## EXERCISE GOAL
In the listing below, the line containing "pub fn update(&self, f: impl" marks the end; copy exactly every line from the first through that one.

## WORKING DATA

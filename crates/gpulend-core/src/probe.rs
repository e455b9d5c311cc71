//! Local hardware sampling for capability reports.
//!
//! Probes fill the hardware fields of a [`Capability`]. Slot counts and
//! sandbox availability come from the supervisor, which owns admission.

use std::process::Stdio;
use std::sync::RwLock;
use std::time::Duration;

use async_trait::async_trait;
use chrono::Utc;
use tokio::process::Command;

use crate::config::StaticCapability;
use crate::domain::Capability;

const NVIDIA_SMI_TIMEOUT: Duration = Duration::from_secs(10);
const GPU_QUERY: &str = "name,memory.total,memory.free,multiprocessor_count";
const GPU_QUERY_BASIC: &str = "name,memory.total,memory.free";

#[async_trait]
pub trait CapabilityProbe: Send + Sync {
    async fn sample(&self) -> Capability;
}

/// Fixed values, adjustable at runtime. Used when hardware probing is
/// disabled and throughout the tests.
pub struct StaticProbe {
    capability: RwLock<Capability>,
}

impl StaticProbe {
    pub fn new(capability: Capability) -> Self {
        Self {
            capability: RwLock::new(capability),
        }
    }

    pub fn from_config(fixed: &StaticCapability) -> Self {
        Self::new(Capability {
            gpu_model: fixed.gpu_model.clone(),
            vram_total_mb: fixed.vram_total_mb,
            vram_free_mb: fixed.vram_free_mb,
            compute_units: fixed.compute_units,
            cpu_cores: fixed.cpu_cores,
            memory_total_mb: fixed.memory_total_mb,
            memory_free_mb: fixed.memory_free_mb,
            ..Capability::none()
        })
    }

    /// A GPU with `vram_mb` free out of the same total.
    pub fn gpu(model: &str, vram_mb: u64, compute_units: u32) -> Self {
        Self::new(Capability {
            gpu_model: model.to_string(),
            vram_total_mb: vram_mb,
            vram_free_mb: vram_mb,
            compute_units,
            cpu_cores: 8,
            memory_total_mb: 32_768,
            memory_free_mb: 16_384,
            ..Capability::none()
        })
    }

    pub fn update(&self, f: impl FnOnce(&mut Capability)) {
        f(&mut self.capability.write().unwrap_or_else(|e| e.into_inner()));
    }
}

#[async_trait]
impl CapabilityProbe for StaticProbe {
    async fn sample(&self) -> Capability {
        let mut cap = self
            .capability
            .read()
            .unwrap_or_else(|e| e.into_inner())
            .clone();
        cap.reported_at = Utc::now();
        cap
    }
}

#[derive(Debug, Clone, PartialEq, Eq)]
pub struct GpuSummary {
    pub model: String,
    pub count: usize,
    pub vram_total_mb: u64,
    pub vram_free_mb: u64,
    pub compute_units: u32,
}

/// Probes GPUs with `nvidia-smi`, CPUs from the OS and memory from
/// `/proc/meminfo`. Hosts without an NVIDIA driver report no GPU.
#[derive(Debug, Default)]
pub struct NvidiaSmiProbe;

/// Run `nvidia-smi --{query}={fields} --format=csv,noheader,nounits`.
/// `None` when the tool is missing, fails, or hangs.
pub(crate) async fn nvidia_smi_csv(query: &str, fields: &str) -> Option<String> {
    let child = Command::new("nvidia-smi")
        .arg(format!("--{query}={fields}"))
        .arg("--format=csv,noheader,nounits")
        .stdout(Stdio::piped())
        .stderr(Stdio::null())
        .kill_on_drop(true)
        .spawn()
        .ok()?;
    let output = tokio::time::timeout(NVIDIA_SMI_TIMEOUT, child.wait_with_output())
        .await
        .ok()?
        .ok()?;
    output
        .status
        .success()
        .then(|| String::from_utf8_lossy(&output.stdout).to_string())
}

impl NvidiaSmiProbe {
    async fn query(fields: &str) -> Option<String> {
        nvidia_smi_csv("query-gpu", fields).await
    }

    async fn gpus() -> Option<GpuSummary> {
        if let Some(out) = Self::query(GPU_QUERY).await {
            return parse_nvidia_smi(&out);
        }
        let out = Self::query(GPU_QUERY_BASIC).await?;
        tracing::warn!("nvidia-smi has no multiprocessor_count; reporting 0 compute units");
        parse_nvidia_smi(&out)
    }
}

#[async_trait]
impl CapabilityProbe for NvidiaSmiProbe {
    async fn sample(&self) -> Capability {
        let mut cap = Capability::none();
        if let Some(gpu) = Self::gpus().await {
            cap.gpu_model = if gpu.count > 1 {
                format!("{} x{}", gpu.model, gpu.count)
            } else {
                gpu.model
            };
            cap.vram_total_mb = gpu.vram_total_mb;
            cap.vram_free_mb = gpu.vram_free_mb;
            cap.compute_units = gpu.compute_units;
        }
        cap.cpu_cores = std::thread::available_parallelism()
            .map(|n| n.get() as u32)
            .unwrap_or(1);
        if let Ok(text) = tokio::fs::read_to_string("/proc/meminfo").await {
            if let Some((total, free)) = parse_meminfo(&text) {
                cap.memory_total_mb = total;
                cap.memory_free_mb = free;
            }
        }
        cap.reported_at = Utc::now();
        cap
    }
}

/// Sum all GPUs listed in `nvidia-smi --format=csv,noheader,nounits` output.
pub fn parse_nvidia_smi(output: &str) -> Option<GpuSummary> {
    let mut summary: Option<GpuSummary> = None;
    for line in output.lines().filter(|l| !l.trim().is_empty()) {
        let cols: Vec<&str> = line.split(',').map(str::trim).collect();
        if cols.len() < 3 {
            continue;
        }
        let (Ok(total), Ok(free)) = (cols[1].parse::<u64>(), cols[2].parse::<u64>()) else {
            continue;
        };
        let units = cols.get(3).and_then(|c| c.parse::<u32>().ok()).unwrap_or(0);
        let s = summary.get_or_insert_with(|| GpuSummary {
            model: cols[0].to_string(),
            count: 0,
            vram_total_mb: 0,
            vram_free_mb: 0,
            compute_units: 0,
        });
        s.count += 1;
        s.vram_total_mb += total;
        s.vram_free_mb += free;
        s.compute_units += units;
    }
    summary
}

/// `(MemTotal, MemAvailable)` in MB.
pub fn parse_meminfo(text: &str) -> Option<(u64, u64)> {
    let field = |name: &str| {
        text.lines()
            .find(|l| l.starts_with(name))
            .and_then(|l| l.split_whitespace().nth(1))
            .and_then(|kb| kb.parse::<u64>().ok())
            .map(|kb| kb / 1024)
    };
    Some((field("MemTotal:")?, field("MemAvailable:").or_else(|| field("MemFree:"))?))
}

#[cfg(test)]
mod tests {
    use super::*;

    #[test]
    fn parses_multi_gpu_output() {
        let out = "NVIDIA GeForce RTX 3090, 24576, 23000, 82\nNVIDIA GeForce RTX 3090, 24576, 1000, 82\n";
        let gpu = parse_nvidia_smi(out).unwrap();
        assert_eq!(gpu.count, 2);
        assert_eq!(gpu.vram_total_mb, 49_152);
        assert_eq!(gpu.vram_free_mb, 24_000);
        assert_eq!(gpu.compute_units, 164);
    }

    #[test]
    fn basic_query_and_garbage() {
        let gpu = parse_nvidia_smi("Tesla T4, 15360, 15000\n").unwrap();
        assert_eq!(gpu.compute_units, 0);
        assert!(parse_nvidia_smi("").is_none());
        assert!(parse_nvidia_smi("No devices were found").is_none());
        assert!(parse_nvidia_smi("X, [N/A], 10").is_none());
    }

    #[test]
    fn meminfo_prefers_available() {
        let text = "MemTotal:       32768000 kB\nMemFree:         1024000 kB\nMemAvailable:   16384000 kB\n";
        assert_eq!(parse_meminfo(text), Some((32_000, 16_000)));
        assert_eq!(parse_meminfo("MemFree: 1024 kB"), None);
    }

    #[tokio::test]
    async fn static_probe_updates() {
        let probe = StaticProbe::gpu("A100", 40_000, 108);
        probe.update(|c| c.vram_free_mb = 10_000);
        let cap = probe.sample().await;
        assert_eq!(cap.vram_free_mb, 10_000);
        assert_eq!(cap.vram_total_mb, 40_000);
        assert!(!cap.sandbox_available);
    }

    #[tokio::test]
    async fn nvidia_probe_never_fails() {
        let cap = NvidiaSmiProbe.sample().await;
        assert!(cap.cpu_cores >= 1);
    }
}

## TASK ANSWER
filename crates/gpulend-core/src/probe.rs
repository e455b9d5c311cc71
//! Local hardware sampling for capability reports.
//!
//! Probes fill the hardware fields of a [`Capability`]. Slot counts and
//! sandbox availability come from the supervisor, which owns admission.

use std::process::Stdio;
use std::sync::RwLock;
use std::time::Duration;

use async_trait::async_trait;
use chrono::Utc;
use tokio::process::Command;

use crate::config::StaticCapability;
use crate::domain::Capability;

const NVIDIA_SMI_TIMEOUT: Duration = Duration::from_secs(10);
const GPU_QUERY: &str = "name,memory.total,memory.free,multiprocessor_count";
const GPU_QUERY_BASIC: &str = "name,memory.total,memory.free";

#[async_trait]
pub trait CapabilityProbe: Send + Sync {
    async fn sample(&self) -> Capability;
}

/// Fixed values, adjustable at runtime. Used when hardware probing is
/// disabled and throughout the tests.
pub struct StaticProbe {
    capability: RwLock<Capability>,
}

impl StaticProbe {
    pub fn new(capability: Capability) -> Self {
        Self {
            capability: RwLock::new(capability),
        }
    }

    pub fn from_config(fixed: &StaticCapability) -> Self {
        Self::new(Capability {
            gpu_model: fixed.gpu_model.clone(),
            vram_total_mb: fixed.vram_total_mb,
            vram_free_mb: fixed.vram_free_mb,
            compute_units: fixed.compute_units,
            cpu_cores: fixed.cpu_cores,
            memory_total_mb: fixed.memory_total_mb,
            memory_free_mb: fixed.memory_free_mb,
            ..Capability::none()
        })
    }

    /// A GPU with `vram_mb` free out of the same total.
    pub fn gpu(model: &str, vram_mb: u64, compute_units: u32) -> Self {
        Self::new(Capability {
            gpu_model: model.to_string(),
            vram_total_mb: vram_mb,
            vram_free_mb: vram_mb,
            compute_units,
            cpu_cores: 8,
            memory_total_mb: 32_768,
            memory_free_mb: 16_384,
            ..Capability::none()
        })
    }

    pub fn update(&self, f: impl FnOnce(&mut Capability)) {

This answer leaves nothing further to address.